## DIRECTIONS FOR THIS TASK
All that is needed is the number of lines in the records that contain the word "REPLACEMENT", stated without anything else.
Segment Start: PROVIDED DATA
use anyhow::{Result, bail};
use comfy_table::{Cell, Table};

use super::CommandContext;
use crate::output::json::print_json;
use crate::output::render::print_message;
use crate::output::table::print_table;

const SUMMARY_WIDTH: usize = 48;

pub async fn list(ctx: &CommandContext) -> Result<()> {
    let chats = ctx.api.get_chat_history(ctx.store.token()).await?;

    if ctx.format.is_json() {
        return print_json(&chats);
    }

    if chats.is_empty() {
        println!("No chats yet");
        return Ok(());
    }

    let active = ctx.store.chat_id();
    let mut table = Table::new();
    table.set_header(vec!["#", "ID", "Summary", "Messages"]);
    for (index, chat) in chats.iter().enumerate() {
        let id = if Some(chat.id.as_str()) == active {
            format!("{} *", chat.id)
        } else {
            chat.id.clone()
        };
        table.add_row(vec![
            Cell::new(index + 1),
            Cell::new(id),
            Cell::new(summarize(chat.summary.as_deref().unwrap_or("-"))),
            Cell::new(chat.messages.len()),
        ]);
    }

    print_table(table)
}

pub async fn show(ctx: &mut CommandContext, chat_id: &str) -> Result<()> {
    let chats = ctx.api.get_chat_history(ctx.store.token()).await?;
    let Some(chat) = chats.into_iter().find(|chat| chat.id == chat_id) else {
        bail!("Chat not found: {chat_id}");
    };

    ctx.store.set_chat_id(Some(chat.id.clone()))?;
    let conversation = chat.conversation();

    if ctx.format.is_json() {
        return print_json(&conversation);
    }

    for message in &conversation {
        print_message(message);
    }
    Ok(())
}

fn summarize(text: &str) -> String {
    if text.chars().count() <= SUMMARY_WIDTH {
        return text.to_string();
    }
    let mut short: String = text.chars().take(SUMMARY_WIDTH - 3).collect();
    short.push_str("...");
    short
}
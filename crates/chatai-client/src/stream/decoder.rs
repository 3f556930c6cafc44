//! Incremental UTF-8 decoding of response chunks.

const REPLACEMENT: char = '\u{FFFD}';

/// Decodes a byte stream chunk by chunk. A multi-byte character split across
/// two chunks is held back until its remaining bytes arrive.
#[derive(Debug, Default)]
pub struct Utf8StreamDecoder {
    incomplete_utf8: Vec<u8>,
}

impl Utf8StreamDecoder {
    pub fn new() -> Self {
        Self::default()
    }

    /// Decode the next chunk, returning every complete character.
    ///
    /// Invalid sequences are replaced with U+FFFD rather than failing the
    /// stream.
    pub fn decode(&mut self, chunk: &[u8]) -> String {
        let mut bytes = std::mem::take(&mut self.incomplete_utf8);
        bytes.extend_from_slice(chunk);

        let mut text = String::with_capacity(bytes.len());
        let mut rest = bytes.as_slice();
        loop {
            match std::str::from_utf8(rest) {
                Ok(valid) => {
                    text.push_str(valid);
                    break;
                }
                Err(e) => {
                    let (valid, after) = rest.split_at(e.valid_up_to());
                    text.push_str(&String::from_utf8_lossy(valid));
                    match e.error_len() {
                        Some(len) => {
                            text.push(REPLACEMENT);
                            rest = &after[len..];
                        }
                        None => {
                            self.incomplete_utf8 = after.to_vec();
                            break;
                        }
                    }
                }
            }
        }
        text
    }

    /// Flush at end of stream. A dangling partial character becomes U+FFFD.
    pub fn finish(&mut self) -> String {
        if self.incomplete_utf8.is_empty() {
            return String::new();
        }
        self.incomplete_utf8.clear();
        REPLACEMENT.to_string()
    }

    /// Number of bytes waiting for the rest of their character.
    pub fn pending(&self) -> usize {
        self.incomplete_utf8.len()
    }
}
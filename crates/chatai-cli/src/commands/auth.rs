use anyhow::{Result, bail};
use chatai_client::RegisterRequest;
use colored::Colorize;
use serde_json::json;

use super::CommandContext;
use crate::cli::RegisterArgs;
use crate::output::json::print_json;

pub async fn register(ctx: &mut CommandContext, args: RegisterArgs) -> Result<()> {
    let password = rpassword::prompt_password("Password: ")?;
    let confirm = rpassword::prompt_password("Confirm password: ")?;
    if password.is_empty() || password != confirm {
        bail!("Passwords are empty or do not match");
    }

    let payload = RegisterRequest {
        email: args.email,
        firstname: args.firstname,
        lastname: args.lastname,
        password,
    };
    let token = ctx.api.register(&payload).await?;
    ctx.store.set_token(Some(token.token))?;
    tracing::info!(email = %payload.email, "Registered account");

    report(ctx, "Registered", &payload.email)
}

pub async fn login(ctx: &mut CommandContext, email: &str) -> Result<()> {
    let password = rpassword::prompt_password("Password: ")?;
    let token = ctx.api.authenticate(email, &password).await?;
    ctx.store.set_token(Some(token.token))?;
    tracing::info!(email, "Signed in");

    report(ctx, "Signed in", email)
}

pub fn logout(ctx: &mut CommandContext) -> Result<()> {
    ctx.store.clear()?;

    if ctx.format.is_json() {
        return print_json(&json!({ "signed_in": false }));
    }
    println!("{} Signed out", "✓".green());
    Ok(())
}

fn report(ctx: &CommandContext, action: &str, email: &str) -> Result<()> {
    if ctx.format.is_json() {
        return print_json(&json!({ "signed_in": true, "email": email }));
    }
    println!("{} {action} as {email}", "✓".green());
    println!("  Token saved to {}", ctx.store.path().display());
    Ok(())
}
Segment End: PROVIDED DATA
## YOUR SOLUTION
3